What you are asked to do -
The number of lines in the records that include "stdout" is all you should give.

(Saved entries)
++++++

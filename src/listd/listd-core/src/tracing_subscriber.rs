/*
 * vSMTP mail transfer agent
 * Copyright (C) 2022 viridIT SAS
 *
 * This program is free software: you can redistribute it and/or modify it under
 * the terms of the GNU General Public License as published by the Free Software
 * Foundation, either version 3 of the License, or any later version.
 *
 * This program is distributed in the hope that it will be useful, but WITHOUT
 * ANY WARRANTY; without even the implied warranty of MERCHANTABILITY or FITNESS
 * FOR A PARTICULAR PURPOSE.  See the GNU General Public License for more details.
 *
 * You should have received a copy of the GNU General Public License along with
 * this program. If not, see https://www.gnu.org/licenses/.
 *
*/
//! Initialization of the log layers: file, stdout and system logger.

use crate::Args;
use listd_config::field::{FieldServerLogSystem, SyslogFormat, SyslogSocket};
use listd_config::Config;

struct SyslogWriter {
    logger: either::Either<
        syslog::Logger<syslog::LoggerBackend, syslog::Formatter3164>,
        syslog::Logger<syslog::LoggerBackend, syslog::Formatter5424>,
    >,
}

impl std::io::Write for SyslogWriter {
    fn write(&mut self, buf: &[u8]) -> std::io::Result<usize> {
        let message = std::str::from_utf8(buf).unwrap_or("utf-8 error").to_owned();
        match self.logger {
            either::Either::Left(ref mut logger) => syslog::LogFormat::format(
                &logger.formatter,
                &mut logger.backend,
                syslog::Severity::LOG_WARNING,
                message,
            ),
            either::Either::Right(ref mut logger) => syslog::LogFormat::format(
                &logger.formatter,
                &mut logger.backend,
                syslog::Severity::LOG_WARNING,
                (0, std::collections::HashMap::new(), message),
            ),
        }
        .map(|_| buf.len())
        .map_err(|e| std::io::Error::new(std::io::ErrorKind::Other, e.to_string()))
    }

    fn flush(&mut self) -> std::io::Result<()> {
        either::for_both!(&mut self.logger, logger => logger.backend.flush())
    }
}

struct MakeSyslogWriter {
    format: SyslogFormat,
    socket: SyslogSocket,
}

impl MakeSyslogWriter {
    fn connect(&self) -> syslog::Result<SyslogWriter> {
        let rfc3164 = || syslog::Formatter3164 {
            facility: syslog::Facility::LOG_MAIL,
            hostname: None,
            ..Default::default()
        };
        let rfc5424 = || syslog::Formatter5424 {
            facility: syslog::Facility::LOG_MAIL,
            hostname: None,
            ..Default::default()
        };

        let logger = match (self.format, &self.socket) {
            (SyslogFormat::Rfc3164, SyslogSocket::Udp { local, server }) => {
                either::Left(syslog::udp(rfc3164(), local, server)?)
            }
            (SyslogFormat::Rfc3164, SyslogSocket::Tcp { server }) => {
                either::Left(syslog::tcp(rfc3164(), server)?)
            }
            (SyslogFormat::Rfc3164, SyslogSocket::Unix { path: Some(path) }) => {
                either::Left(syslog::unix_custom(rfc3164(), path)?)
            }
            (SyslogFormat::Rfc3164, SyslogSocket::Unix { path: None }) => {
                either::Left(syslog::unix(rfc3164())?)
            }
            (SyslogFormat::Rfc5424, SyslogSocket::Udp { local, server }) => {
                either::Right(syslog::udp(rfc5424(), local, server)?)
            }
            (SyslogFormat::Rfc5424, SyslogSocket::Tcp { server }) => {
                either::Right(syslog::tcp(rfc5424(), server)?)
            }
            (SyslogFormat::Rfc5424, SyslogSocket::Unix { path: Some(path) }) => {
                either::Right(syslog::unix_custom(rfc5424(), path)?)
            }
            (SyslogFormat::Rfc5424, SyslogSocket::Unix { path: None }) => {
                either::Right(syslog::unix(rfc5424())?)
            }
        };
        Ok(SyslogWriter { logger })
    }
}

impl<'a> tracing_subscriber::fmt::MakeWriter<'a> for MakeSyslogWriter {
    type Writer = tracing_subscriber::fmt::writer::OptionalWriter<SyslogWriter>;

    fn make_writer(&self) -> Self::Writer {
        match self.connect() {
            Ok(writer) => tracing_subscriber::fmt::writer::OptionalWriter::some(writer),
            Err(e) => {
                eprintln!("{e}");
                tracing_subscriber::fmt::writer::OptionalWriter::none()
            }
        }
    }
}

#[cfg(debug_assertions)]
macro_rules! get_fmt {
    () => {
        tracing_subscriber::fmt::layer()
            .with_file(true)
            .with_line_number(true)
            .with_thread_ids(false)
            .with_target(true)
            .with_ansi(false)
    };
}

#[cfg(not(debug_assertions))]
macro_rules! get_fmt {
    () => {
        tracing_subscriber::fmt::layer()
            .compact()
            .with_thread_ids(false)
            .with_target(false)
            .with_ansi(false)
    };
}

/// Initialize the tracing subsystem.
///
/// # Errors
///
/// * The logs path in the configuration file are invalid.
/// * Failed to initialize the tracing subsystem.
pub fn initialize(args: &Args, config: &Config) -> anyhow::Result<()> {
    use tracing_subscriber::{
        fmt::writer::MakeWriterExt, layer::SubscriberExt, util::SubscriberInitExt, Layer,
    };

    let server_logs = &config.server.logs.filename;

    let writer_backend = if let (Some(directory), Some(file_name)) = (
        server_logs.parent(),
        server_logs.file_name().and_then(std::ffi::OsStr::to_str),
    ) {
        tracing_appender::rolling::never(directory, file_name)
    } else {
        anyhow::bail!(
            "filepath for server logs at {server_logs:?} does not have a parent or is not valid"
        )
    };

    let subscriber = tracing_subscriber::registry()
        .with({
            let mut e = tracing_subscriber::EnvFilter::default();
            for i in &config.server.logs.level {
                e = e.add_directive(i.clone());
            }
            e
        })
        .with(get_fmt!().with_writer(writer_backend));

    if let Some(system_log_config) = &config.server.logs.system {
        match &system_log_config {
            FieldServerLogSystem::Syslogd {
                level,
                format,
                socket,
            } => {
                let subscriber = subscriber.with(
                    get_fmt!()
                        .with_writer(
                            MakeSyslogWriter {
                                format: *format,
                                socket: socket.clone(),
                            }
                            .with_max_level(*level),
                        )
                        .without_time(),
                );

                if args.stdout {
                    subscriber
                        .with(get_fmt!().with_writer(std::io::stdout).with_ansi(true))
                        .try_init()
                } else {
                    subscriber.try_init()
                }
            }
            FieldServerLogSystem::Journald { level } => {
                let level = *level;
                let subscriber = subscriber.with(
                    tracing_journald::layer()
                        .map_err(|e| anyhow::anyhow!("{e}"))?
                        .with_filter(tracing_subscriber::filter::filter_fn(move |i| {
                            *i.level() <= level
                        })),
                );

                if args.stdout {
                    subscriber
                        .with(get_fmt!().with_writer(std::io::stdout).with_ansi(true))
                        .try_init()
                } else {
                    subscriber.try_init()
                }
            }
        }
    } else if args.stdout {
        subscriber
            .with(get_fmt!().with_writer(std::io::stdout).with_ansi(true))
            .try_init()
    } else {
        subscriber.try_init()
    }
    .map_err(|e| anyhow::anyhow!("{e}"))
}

++++++

Result -
7